ETH Fees Hit Multi-Year Lows
Transaction fees on the ETH mainnet dropped to 0.067 Gwei on Sunday, reaching one of their lowest levels in years amid muted trading activity following October’s market crash. Data from Etherscan shows that the average cost to execute an onchain swap was just $0.11, while NFT sales averaged $0.19 and cross-chain bridging transactions cost about $0.04. Borrowing onchain cost users around $0.09.
Fees had spiked to 15.9 Gwei on Oct. 10, coinciding with the flash crash that erased billions in within 24 hours. The sharp reversal in onchain activity rapidly pushed gas prices back below 1 Gwei by mid-October, where they have largely stayed through November.
Investor Takeaway
Revenue Collapse Since the Dencun Upgrade
ETH’s fee income has been in steady decline since the Dencun upgrade in March 2024, which introduced lower-cost transactions for layer-2 rollups. While the upgrade improved scaling and user experience, it reduced layer-1 activity and cut protocol revenue by an estimated 99% compared with 2021 levels, when network congestion regularly pushed fees above $150.
Data from Token Terminal shows ETH’s base layer now generates only a fraction of the fees viewn during the . Analysts note that while lower fees assist maintain competitiveness against newer blockchains, they have also eroded the base layer’s income that supports Block confirmers and long-term security.
Security and Sustainability Concerns
Critics argue that the current fee structure is unsustainable. With Block confirmers earning less from transaction fees, the economic incentive to secure the network may fragileen, especially if staking yields fall. “The ETH network needs a healthy level of fee revenue to ensure Block confirmer participation remains robust,” one market researcher said.

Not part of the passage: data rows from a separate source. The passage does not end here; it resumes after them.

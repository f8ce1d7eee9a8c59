use crate::core::Time;
use crate::{encode_continuous_future_sid, AdjustmentStyle, AssetError, ExchangeInfo, RollStyle, Sid};
use serde::{Deserialize, Serialize};

/// Rolling position across the ordered contracts of one root symbol.
///
/// Never persisted. Its sid is derived from the other fields.
#[derive(Debug, Clone, PartialEq, Eq, Serialize, Deserialize)]
pub struct ContinuousFuture {
    pub sid: Sid,
    pub root_symbol: String,
    pub offset: u8,
    pub roll_style: RollStyle,
    pub adjustment: AdjustmentStyle,
    pub start_date: Time,
    pub end_date: Time,
    pub exchange: ExchangeInfo,
}

impl ContinuousFuture {
    pub fn new(
        root_symbol: &str,
        offset: i64,
        roll_style: RollStyle,
        adjustment: AdjustmentStyle,
        start_date: Time,
        end_date: Time,
        exchange: ExchangeInfo,
    ) -> Result<Self, AssetError> {
        let sid = encode_continuous_future_sid(root_symbol, offset, roll_style, adjustment)?;
        Ok(Self {
            sid,
            root_symbol: root_symbol.to_string(),
            // range checked by the encoder
            offset: offset as u8,
            roll_style,
            adjustment,
            start_date,
            end_date,
            exchange,
        })
    }
    /// Same definition with a different adjustment.
    pub fn with_adjustment(&self, adjustment: AdjustmentStyle) -> Self {
        let mut this = self.clone();
        this.adjustment = adjustment;
        this.sid = sid_with_adjustment(self.sid, adjustment);
        this
    }
    pub fn symbol(&self) -> &str {
        &self.root_symbol
    }
}

fn sid_with_adjustment(sid: Sid, adjustment: AdjustmentStyle) -> Sid {
    let mut bytes = sid.to_be_bytes();
    bytes[5] = adjustment.id();
    u64::from_be_bytes(bytes)
}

Lower revenue also signals thinner onchain demand. Because fees fluctuate with network usage, persistently low gas costs suggest that users and developers are shifting activity to layer-2s such as Arbitrum, Optimism, and Base, which now handle most retail and DeFi activity at a fraction of mainnet costs.
Investor Takeaway
Layer-2 Expansion Creates a Double-Edged Effect
ETH’s scaling roadmap has leaned heavily on layer-2 networks, which settle transactions back to the base chain. Research from Binance notes that while this structure boosts total throughput and adoption, it also diverts economic activity away from the mainnet. In effect, ETH competes with its own ecosystem for fee revenue.
Layer-2 usage surged in 2024 and 2025 as new platforms integrated with major DeFi protocols, pushing daily ETH transactions above 1.6 million in October even as gas costs dropped to pennies. The trend underscores how scaling success has come at the expense of the main chain’s direct income — a tradeoff developers appear willing to accept for broader adoption.
Whether this equilibrium can last is unclear. For now, ETH remains the industry’s benchmark settlement layer, but the economics that once made it the most profitable blockchain are being redefined by its own scaling strategy.